## Work instructions
Each line of the entries below that includes "SingleFlightCache" belongs in your answer.

[Supplied records — start]

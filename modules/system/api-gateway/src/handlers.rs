//! Endpoints owned by the gateway itself.

use std::sync::Arc;

use authn_gate_sdk::AuthNGateClient;
use authz_gate_sdk::AuthZGateClient;
use axum::extract::State;
use http::{HeaderMap, StatusCode};

use crate::auth::authorization;
use crate::error::GatewayError;

pub const LOGOUT_PATH: &str = "/auth/v1/logout";

/// Clients the logout endpoint needs.
#[derive(Clone)]
pub struct LogoutState {
    pub authn: Arc<dyn AuthNGateClient>,
    pub authz: Arc<dyn AuthZGateClient>,
}

/// Forgets the cached validity verdict and capabilities of the presented
/// credential. Public so expired or revoked credentials can be logged out.
///
/// # Errors
///
/// `Authentication` if the request carries no decodable bearer credential.
pub async fn logout(
    State(state): State<LogoutState>,
    headers: HeaderMap,
) -> Result<StatusCode, GatewayError> {
    let identity = state.authn.logout(authorization(&headers)).await?;
    state.authz.invalidate(&identity).await;
    tracing::info!(subject_id = identity.subject_id(), "logged out");
    Ok(StatusCode::NO_CONTENT)
}
#![cfg_attr(coverage_nightly, feature(coverage_attribute))]
//! Gatekeeper server: loads configuration, wires both gates into the
//! gateway and serves until interrupted.

mod config;
mod logging;
mod routes;

use std::path::PathBuf;
use std::sync::Arc;
use std::time::Duration;

use anyhow::Context;
use api_gateway::ApiGateway;
use authz_gate_sdk::CapabilitySet;
use clap::Parser;
use gatekeeper_cache::InMemoryCacheBackend;

use crate::config::AppConfig;

#[derive(Debug, Parser)]
#[command(name = "gatekeeper-server", version, about = "Authenticating, authorizing API gateway")]
struct Cli {
    /// YAML configuration file.
    #[arg(short, long, env = "GATEKEEPER_CONFIG")]
    config: Option<PathBuf>,

    /// Print the effective configuration and exit.
    #[arg(long)]
    print_config: bool,
}

#[tokio::main]
async fn main() -> anyhow::Result<()> {
    let cli = Cli::parse();
    let cfg = config::load(cli.config.as_deref()).context("failed to load configuration")?;

    if cli.print_config {
        println!("{}", serde_json::to_string_pretty(&cfg)?);
        return Ok(());
    }

    logging::init(&cfg.logging).context("failed to initialise logging")?;
    tracing::info!(
        config = ?cli.config,
        bind_addr = %cfg.server.bind_addr,
        "starting gatekeeper"
    );

    run(cfg).await
}

async fn run(cfg: AppConfig) -> anyhow::Result<()> {
    let validity = Arc::new(InMemoryCacheBackend::<bool>::new());
    let capabilities = Arc::new(InMemoryCacheBackend::<Arc<CapabilitySet>>::new());

    let authority = static_authority_plugin::init(&cfg.static_authority);
    let authn = authn_gate::init(&cfg.authn, authority, validity.clone());

    let source = static_permission_plugin::init(&cfg.static_permissions)
        .context("invalid static permission configuration")?;
    let authz = authz_gate::init(&cfg.authz, source, capabilities.clone())?;

    if cfg.housekeeping.purge_interval_secs > 0 {
        let period = Duration::from_secs(cfg.housekeeping.purge_interval_secs);
        tokio::spawn(async move {
            let mut ticker = tokio::time::interval(period);
            loop {
                ticker.tick().await;
                let purged = validity.purge_expired() + capabilities.purge_expired();
                if purged > 0 {
                    tracing::debug!(purged, "purged expired cache entries");
                }
            }
        });
    }

    let gateway = routes::register(ApiGateway::new(cfg.server, authn, authz))?;
    gateway.serve(shutdown_signal()).await
}

async fn shutdown_signal() {
    match tokio::signal::ctrl_c().await {
        Ok(()) => tracing::info!("shutdown signal received"),
        Err(e) => tracing::error!(error = %e, "failed to listen for shutdown signal"),
    }
}
//! Service implementation for the static validation authority plugin.

use std::collections::HashSet;

use base64::Engine;
use base64::engine::general_purpose::URL_SAFE_NO_PAD;
use serde::Deserialize;
use sha2::{Digest, Sha256};

use crate::config::{AuthorityMode, StaticAuthorityConfig};

type TokenDigest = [u8; 32];

#[derive(Deserialize)]
struct SubjectClaim {
    sub: String,
}

/// Static validation authority.
///
/// Never holds raw tokens: configured tokens are digested on load.
pub struct Service {
    mode: AuthorityMode,
    live_tokens: HashSet<TokenDigest>,
    revoked_subjects: HashSet<String>,
}

impl Service {
    /// Create a service from plugin configuration.
    #[must_use]
    pub fn from_config(cfg: &StaticAuthorityConfig) -> Self {
        Self {
            mode: cfg.mode,
            live_tokens: cfg.tokens.iter().map(String::as_str).map(digest).collect(),
            revoked_subjects: cfg.revoked_subjects.iter().cloned().collect(),
        }
    }

    /// Whether `token` is still live.
    #[must_use]
    pub fn is_live(&self, token: &str) -> bool {
        if token.is_empty() {
            return false;
        }
        if self.mode == AuthorityMode::StaticTokens && !self.live_tokens.contains(&digest(token)) {
            return false;
        }
        if self.revoked_subjects.is_empty() {
            return true;
        }
        // a subject that cannot be read cannot be cleared against the revocation list
        subject_of(token).is_some_and(|sub| !self.revoked_subjects.contains(&sub))
    }
}

fn digest(token: &str) -> TokenDigest {
    Sha256::digest(token.as_bytes()).into()
}

fn subject_of(token: &str) -> Option<String> {
    let payload = token.split('.').nth(1)?;
    let bytes = URL_SAFE_NO_PAD.decode(payload).ok()?;
    serde_json::from_slice::<SubjectClaim>(&bytes)
        .ok()
        .map(|claim| claim.sub)
}
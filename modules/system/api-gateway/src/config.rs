use serde::{Deserialize, Serialize};

fn default_bind_addr() -> String {
    "127.0.0.1:8080".to_owned()
}

/// API gateway configuration.
#[derive(Debug, Clone, Deserialize, Serialize)]
#[serde(default, deny_unknown_fields)]
pub struct ApiGatewayConfig {
    pub bind_addr: String,

    /// If true, routes without an explicit requirement still require
    /// authentication. Unknown routes are then rejected with 401 before 404.
    pub require_auth_by_default: bool,
}

impl Default for ApiGatewayConfig {
    fn default() -> Self {
        Self {
            bind_addr: default_bind_addr(),
            require_auth_by_default: true,
        }
    }
}
//! Static validation authority wiring.

use std::sync::Arc;

use authn_gate_sdk::ValidationAuthorityClient;
use tracing::info;

use crate::config::{AuthorityMode, StaticAuthorityConfig};
use crate::domain::Service;

/// Builds the authority from configuration.
#[tracing::instrument(skip_all, fields(mode = ?cfg.mode))]
pub fn init(cfg: &StaticAuthorityConfig) -> Arc<dyn ValidationAuthorityClient> {
    if cfg.mode == AuthorityMode::AcceptAll {
        tracing::warn!(
            "Static validation authority is running in `accept_all` mode: \
             every structurally valid, unexpired credential is treated as live. \
             Do NOT use this mode in production."
        );
    }

    info!(
        token_count = cfg.tokens.len(),
        revoked_subject_count = cfg.revoked_subjects.len(),
        "Static validation authority initialized"
    );

    Arc::new(Service::from_config(cfg))
}
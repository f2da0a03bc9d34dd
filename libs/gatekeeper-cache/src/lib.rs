#![cfg_attr(coverage_nightly, feature(coverage_attribute))]
//! Stampede-protected cache-aside used by both gates.
//!
//! - [`CacheBackend`] - key/value store contract with per-entry expiry
//! - [`InMemoryCacheBackend`] - process-local backend
//! - [`SingleFlightCache`] - collapses concurrent misses into one computation
//! - [`ValidationCache`] - credential-validity cache with expiry tied to the credential
//!
//! ## Degradation
//!
//! A failing backend never fails a lookup: the computation runs uncached
//! (fail-open). A failing computation is never cached and its error reaches
//! every waiter unchanged, so callers decide how to fail closed.

pub mod backend;
pub mod config;
pub mod error;
pub mod memory;
pub mod single_flight;
pub mod validation;

#[cfg(any(test, feature = "test-util"))]
pub mod testing;

pub use backend::CacheBackend;
pub use config::{CacheTtlConfig, CacheTtlPolicy};
pub use error::{CacheBackendError, CacheError};
pub use memory::InMemoryCacheBackend;
pub use single_flight::SingleFlightCache;
pub use validation::ValidationCache;
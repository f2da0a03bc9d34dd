use std::time::Duration;

use chrono::{DateTime, Utc};
use secrecy::SecretString;

use crate::context::Identity;

/// A bearer credential that passed structural parsing.
///
/// `subject_id` and `expires_at` come from the parsed token, never from
/// anything else the client sent. The raw value stays wrapped in
/// `SecretString` so `Debug` output is redacted.
#[derive(Debug, Clone)]
pub struct Credential {
    raw: SecretString,
    subject_id: String,
    expires_at: DateTime<Utc>,
}

impl Credential {
    #[must_use]
    pub fn new(
        raw: impl Into<String>,
        subject_id: impl Into<String>,
        expires_at: DateTime<Utc>,
    ) -> Self {
        Self {
            raw: SecretString::from(raw.into()),
            subject_id: subject_id.into(),
            expires_at,
        }
    }

    /// The raw credential. Only hash it or forward it to an authority.
    #[must_use]
    pub fn raw(&self) -> &SecretString {
        &self.raw
    }

    #[must_use]
    pub fn subject_id(&self) -> &str {
        &self.subject_id
    }

    #[must_use]
    pub fn expires_at(&self) -> DateTime<Utc> {
        self.expires_at
    }

    /// A credential expiring exactly at `now` is already expired.
    #[must_use]
    pub fn is_expired_at(&self, now: DateTime<Utc>) -> bool {
        self.expires_at <= now
    }

    /// Time left until expiry, saturating at zero.
    #[must_use]
    pub fn remaining_lifetime(&self, now: DateTime<Utc>) -> Duration {
        (self.expires_at - now).to_std().unwrap_or(Duration::ZERO)
    }

    /// Turn the validated credential into the request's identity.
    #[must_use]
    pub fn into_identity(self) -> Identity {
        Identity::builder()
            .subject_id(self.subject_id)
            .expires_at(self.expires_at)
            .bearer_token(self.raw)
            .build()
    }
}
pub mod client;
pub mod service;

pub use service::Service;
#![allow(clippy::unwrap_used, clippy::expect_used)]

//! Raw credentials must never reach log output.

use std::sync::Arc;
use std::time::Duration;

use authn_gate::testing::{ScriptedAuthority, bearer, mint_token, mint_token_valid_for};
use authn_gate::{AuthNGateConfig, init};
use authn_gate_sdk::{AuthNGateClient, AuthRequirement};
use chrono::{TimeDelta, Utc};
use gatekeeper_cache::InMemoryCacheBackend;
use gatekeeper_cache::testing::FailingCacheBackend;
use tracing_test::traced_test;

fn gate(authority: ScriptedAuthority) -> Arc<dyn AuthNGateClient> {
    init(
        &AuthNGateConfig::default(),
        Arc::new(authority),
        Arc::new(InMemoryCacheBackend::new()),
    )
}

#[tokio::test]
#[traced_test]
async fn accepted_credential_is_not_logged() {
    let token = mint_token_valid_for("alice", Duration::from_secs(600));
    let gate = gate(ScriptedAuthority::accepting());

    gate.authenticate(AuthRequirement::Required, Some(&bearer(&token)))
        .await
        .unwrap();
    gate.logout(Some(&bearer(&token))).await.unwrap();

    assert!(logs_contain("credential accepted"));
    assert!(logs_contain("credential logged out"));
    assert!(!logs_contain(&token));
}

#[tokio::test]
#[traced_test]
async fn rejected_credentials_are_not_logged() {
    let rejected = mint_token_valid_for("mallory", Duration::from_secs(600));
    let expired = mint_token("mallory", Utc::now() - TimeDelta::minutes(1));
    let gate = gate(ScriptedAuthority::rejecting());

    for token in [&rejected, &expired] {
        let result = gate
            .authenticate(AuthRequirement::Required, Some(&bearer(token)))
            .await;
        assert!(result.is_err());
    }

    assert!(logs_contain("authn_gate rejected request"));
    assert!(!logs_contain(&rejected));
    assert!(!logs_contain(&expired));
}

#[tokio::test]
#[traced_test]
async fn outages_do_not_log_credentials() {
    let token = mint_token_valid_for("alice", Duration::from_secs(600));
    let gate = init(
        &AuthNGateConfig::default(),
        Arc::new(ScriptedAuthority::unavailable()),
        Arc::new(FailingCacheBackend::new()),
    );

    let result = gate
        .authenticate(AuthRequirement::Required, Some(&bearer(&token)))
        .await;

    assert!(result.unwrap_err().is_unavailable());
    assert!(logs_contain("cache backend unavailable"));
    assert!(logs_contain("authn_gate call failed"));
    assert!(!logs_contain(&token));
}
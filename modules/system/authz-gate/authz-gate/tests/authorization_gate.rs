#![allow(clippy::unwrap_used, clippy::expect_used)]

//! Behavior of the `AuthZ` gate through its public client.

use std::sync::Arc;
use std::time::Duration;

use authz_gate::testing::ScriptedPermissionSource;
use authz_gate::{AuthZGateConfig, PolicyConfig, PolicyRegistry, init};
use authz_gate_sdk::{
    AuthZGateClient, AuthZGateError, CapabilitySet, LogicalOperator, PermissionSourceError, Policy,
};
use chrono::{TimeDelta, Utc};
use futures::future::join_all;
use gatekeeper_cache::testing::RecordingCacheBackend;
use gatekeeper_cache::{CacheBackend, InMemoryCacheBackend};
use gatekeeper_security::Identity;
use tracing_test::traced_test;

fn identity(subject: &str, token: &str, lifetime: TimeDelta) -> Identity {
    Identity::builder()
        .subject_id(subject)
        .expires_at(Utc::now() + lifetime)
        .bearer_token(token.to_owned())
        .build()
}

fn alice() -> Identity {
    identity("alice", "alice-token", TimeDelta::hours(1))
}

fn config(enabled: bool) -> AuthZGateConfig {
    let mut cfg = AuthZGateConfig {
        enabled,
        ..AuthZGateConfig::default()
    };
    cfg.policies.insert(
        "orders.list".to_owned(),
        PolicyConfig {
            operator: LogicalOperator::Or,
            permissions: vec!["Customer:View".to_owned(), "Order:View".to_owned()],
        },
    );
    cfg.policies.insert(
        "products.update".to_owned(),
        PolicyConfig {
            operator: LogicalOperator::And,
            permissions: vec!["Product:Update".to_owned(), "Stock:Update".to_owned()],
        },
    );
    cfg
}

fn gate_with(
    enabled: bool,
    source: &Arc<ScriptedPermissionSource>,
    backend: Arc<dyn CacheBackend<Arc<CapabilitySet>>>,
) -> Arc<dyn AuthZGateClient> {
    init(&config(enabled), source.clone(), backend).unwrap()
}

fn gate(source: &Arc<ScriptedPermissionSource>) -> Arc<dyn AuthZGateClient> {
    gate_with(true, source, Arc::new(InMemoryCacheBackend::new()))
}

#[tokio::test]
async fn or_policy_passes_with_one_capability() {
    let source = Arc::new(ScriptedPermissionSource::new().with_grant("alice", &["Order:View"]));

    gate(&source).authorize(&alice(), "orders.list").await.unwrap();
}

#[tokio::test]
async fn and_policy_denies_partial_capabilities() {
    let source = Arc::new(ScriptedPermissionSource::new().with_grant("alice", &["Product:Update"]));

    let result = gate(&source).authorize(&alice(), "products.update").await;

    assert_eq!(result.unwrap_err(), AuthZGateError::InsufficientPermission);
}

#[tokio::test]
async fn and_policy_passes_with_all_capabilities() {
    let source = Arc::new(
        ScriptedPermissionSource::new().with_grant("alice", &["Product:Update", "Stock:Update"]),
    );

    gate(&source)
        .authorize(&alice(), "products.update")
        .await
        .unwrap();
}

#[tokio::test]
async fn unprotected_operations_skip_the_permission_source() {
    let source = Arc::new(ScriptedPermissionSource::new());

    gate(&source).authorize(&alice(), "health").await.unwrap();
    gate(&source)
        .authorize(&Identity::anonymous(), "health")
        .await
        .unwrap();

    assert_eq!(source.calls(), 0);
}

#[tokio::test]
async fn anonymous_caller_is_denied_on_protected_operation() {
    let source = Arc::new(ScriptedPermissionSource::new());

    let result = gate(&source)
        .authorize(&Identity::anonymous(), "orders.list")
        .await;

    assert_eq!(result.unwrap_err(), AuthZGateError::InsufficientPermission);
    assert_eq!(source.calls(), 0);
}

#[tokio::test]
#[traced_test]
async fn kill_switch_allows_everything_without_consulting_source() {
    let source = Arc::new(ScriptedPermissionSource::new());
    let gate = gate_with(false, &source, Arc::new(InMemoryCacheBackend::new()));

    gate.authorize(&alice(), "products.update").await.unwrap();
    gate.authorize(&Identity::anonymous(), "orders.list")
        .await
        .unwrap();

    assert_eq!(source.calls(), 0);
    assert!(logs_contain("Authorization is DISABLED"));
}

#[tokio::test]
async fn capabilities_are_cached_per_credential() {
    let source = Arc::new(ScriptedPermissionSource::new().with_grant("alice", &["Order:View"]));
    let gate = gate(&source);

    for _ in 0..3 {
        gate.authorize(&alice(), "orders.list").await.unwrap();
    }
    assert!(gate.authorize(&alice(), "products.update").await.is_err());
    assert_eq!(source.calls(), 1);

    let other_token = identity("alice", "alice-second-token", TimeDelta::hours(1));
    gate.authorize(&other_token, "orders.list").await.unwrap();
    assert_eq!(source.calls(), 2);
}

#[tokio::test]
async fn concurrent_checks_share_one_resolution() {
    let source = Arc::new(
        ScriptedPermissionSource::new()
            .with_grant("alice", &["Order:View"])
            .with_delay(Duration::from_millis(50)),
    );
    let gate = gate(&source);
    let alice = alice();

    let results = join_all((0..16).map(|_| gate.authorize(&alice, "orders.list"))).await;

    assert!(results.iter().all(Result::is_ok));
    assert_eq!(source.calls(), 1);
}

#[tokio::test]
async fn source_outage_fails_closed_and_is_not_cached() {
    let source = Arc::new(ScriptedPermissionSource::new().with_grant("alice", &["Order:View"]));
    source.set_failure(Some(PermissionSourceError::Unavailable(
        "connection refused".to_owned(),
    )));
    let gate = gate(&source);

    let denied = gate.authorize(&alice(), "orders.list").await;
    assert!(matches!(
        denied.unwrap_err(),
        AuthZGateError::PermissionSourceUnavailable(_)
    ));

    source.set_failure(None);
    gate.authorize(&alice(), "orders.list").await.unwrap();
    assert_eq!(source.calls(), 2);
}

#[tokio::test]
async fn invalidate_picks_up_revoked_capabilities() {
    let source = Arc::new(ScriptedPermissionSource::new().with_grant("alice", &["Order:View"]));
    let gate = gate(&source);

    gate.authorize(&alice(), "orders.list").await.unwrap();
    source.grant("alice", &[]);
    gate.authorize(&alice(), "orders.list").await.unwrap();

    gate.invalidate(&alice()).await;
    let result = gate.authorize(&alice(), "orders.list").await;

    assert_eq!(result.unwrap_err(), AuthZGateError::InsufficientPermission);
    assert_eq!(source.calls(), 2);
}

#[tokio::test]
async fn capability_ttl_follows_credential_lifetime() {
    let source = Arc::new(ScriptedPermissionSource::new().with_grant("alice", &["Order:View"]));
    let backend = Arc::new(RecordingCacheBackend::<Arc<CapabilitySet>>::new());
    let gate = gate_with(true, &source, backend.clone());

    gate.authorize(&identity("alice", "ten-seconds", TimeDelta::seconds(10)), "orders.list")
        .await
        .unwrap();

    let ttl = backend.last_ttl().unwrap();
    assert!(ttl <= Duration::from_secs(10));
    assert!(ttl >= Duration::from_secs(8));
}

#[tokio::test(start_paused = true)]
async fn slow_resolution_shortens_the_capability_ttl() {
    let source = Arc::new(
        ScriptedPermissionSource::new()
            .with_grant("alice", &["Order:View"])
            .with_delay(Duration::from_secs(4)),
    );
    let backend = Arc::new(RecordingCacheBackend::<Arc<CapabilitySet>>::new());
    let gate = gate_with(true, &source, backend.clone());

    gate.authorize(&identity("alice", "ten-seconds", TimeDelta::seconds(10)), "orders.list")
        .await
        .unwrap();

    let ttl = backend.last_ttl().unwrap();
    assert!(ttl <= Duration::from_secs(6));
    assert!(ttl >= Duration::from_secs(5));
}

#[tokio::test]
async fn nearly_expired_credentials_are_not_cached() {
    let source = Arc::new(ScriptedPermissionSource::new().with_grant("alice", &["Order:View"]));
    let backend = Arc::new(RecordingCacheBackend::<Arc<CapabilitySet>>::new());
    let gate = gate_with(true, &source, backend.clone());
    let expiring = identity("alice", "expiring", TimeDelta::milliseconds(500));

    gate.authorize(&expiring, "orders.list").await.unwrap();
    gate.authorize(&expiring, "orders.list").await.unwrap();

    assert!(backend.sets().is_empty());
    assert_eq!(source.calls(), 2);
}

#[test]
fn init_rejects_invalid_policies() {
    let mut cfg = AuthZGateConfig::default();
    cfg.policies.insert(
        "orders.list".to_owned(),
        PolicyConfig {
            operator: LogicalOperator::Or,
            permissions: vec!["not a permission".to_owned()],
        },
    );

    let result = init(
        &cfg,
        Arc::new(ScriptedPermissionSource::new()),
        Arc::new(InMemoryCacheBackend::new()),
    );

    let err = result.err().unwrap();
    assert!(format!("{err:#}").contains("orders.list"));
}

#[tokio::test]
async fn registry_built_in_code_is_honoured() {
    let registry = PolicyRegistry::new()
        .with("stock.adjust", Policy::all_of(["Stock:Update"]).unwrap())
        .unwrap();
    let source = Arc::new(ScriptedPermissionSource::new().with_grant("alice", &["Stock:View"]));
    let gate = authz_gate::module::init_with_registry(
        &AuthZGateConfig::default(),
        registry,
        source.clone(),
        Arc::new(InMemoryCacheBackend::new()),
    );

    let result = gate.authorize(&alice(), "stock.adjust").await;

    assert_eq!(result.unwrap_err(), AuthZGateError::InsufficientPermission);
}
//! Error types for the `AuthZ` gate module.

use thiserror::Error;

/// Reasons a request fails authorization.
#[derive(Debug, Clone, PartialEq, Eq, Error)]
pub enum AuthZGateError {
    /// The caller's capabilities do not satisfy the operation's policy.
    #[error("insufficient permission")]
    InsufficientPermission,

    /// Capabilities could not be resolved. Fail-closed.
    #[error("permission source unavailable: {0}")]
    PermissionSourceUnavailable(String),
}

/// Failures reported by a permission source.
#[derive(Debug, Clone, PartialEq, Eq, Error)]
pub enum PermissionSourceError {
    #[error("permission source unavailable: {0}")]
    Unavailable(String),

    #[error("internal error: {0}")]
    Internal(String),
}

/// Invalid policy definitions, rejected at startup.
#[derive(Debug, Clone, PartialEq, Eq, Error)]
pub enum PolicyError {
    #[error("policy lists no permissions")]
    Empty,

    #[error("permission '{0}' is not of the form Module:Action")]
    InvalidPermission(String),

    #[error("operation '{0}' already has a policy")]
    DuplicateOperation(String),

    #[error("operation id must not be empty")]
    EmptyOperation,

    #[error("policy for operation '{operation}' is invalid: {source}")]
    InvalidPolicy {
        operation: String,
        #[source]
        source: Box<PolicyError>,
    },
}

[Supplied records — finish]

## Result of this exercise
//! - [`SingleFlightCache`] - collapses concurrent misses into one computation
pub use single_flight::SingleFlightCache;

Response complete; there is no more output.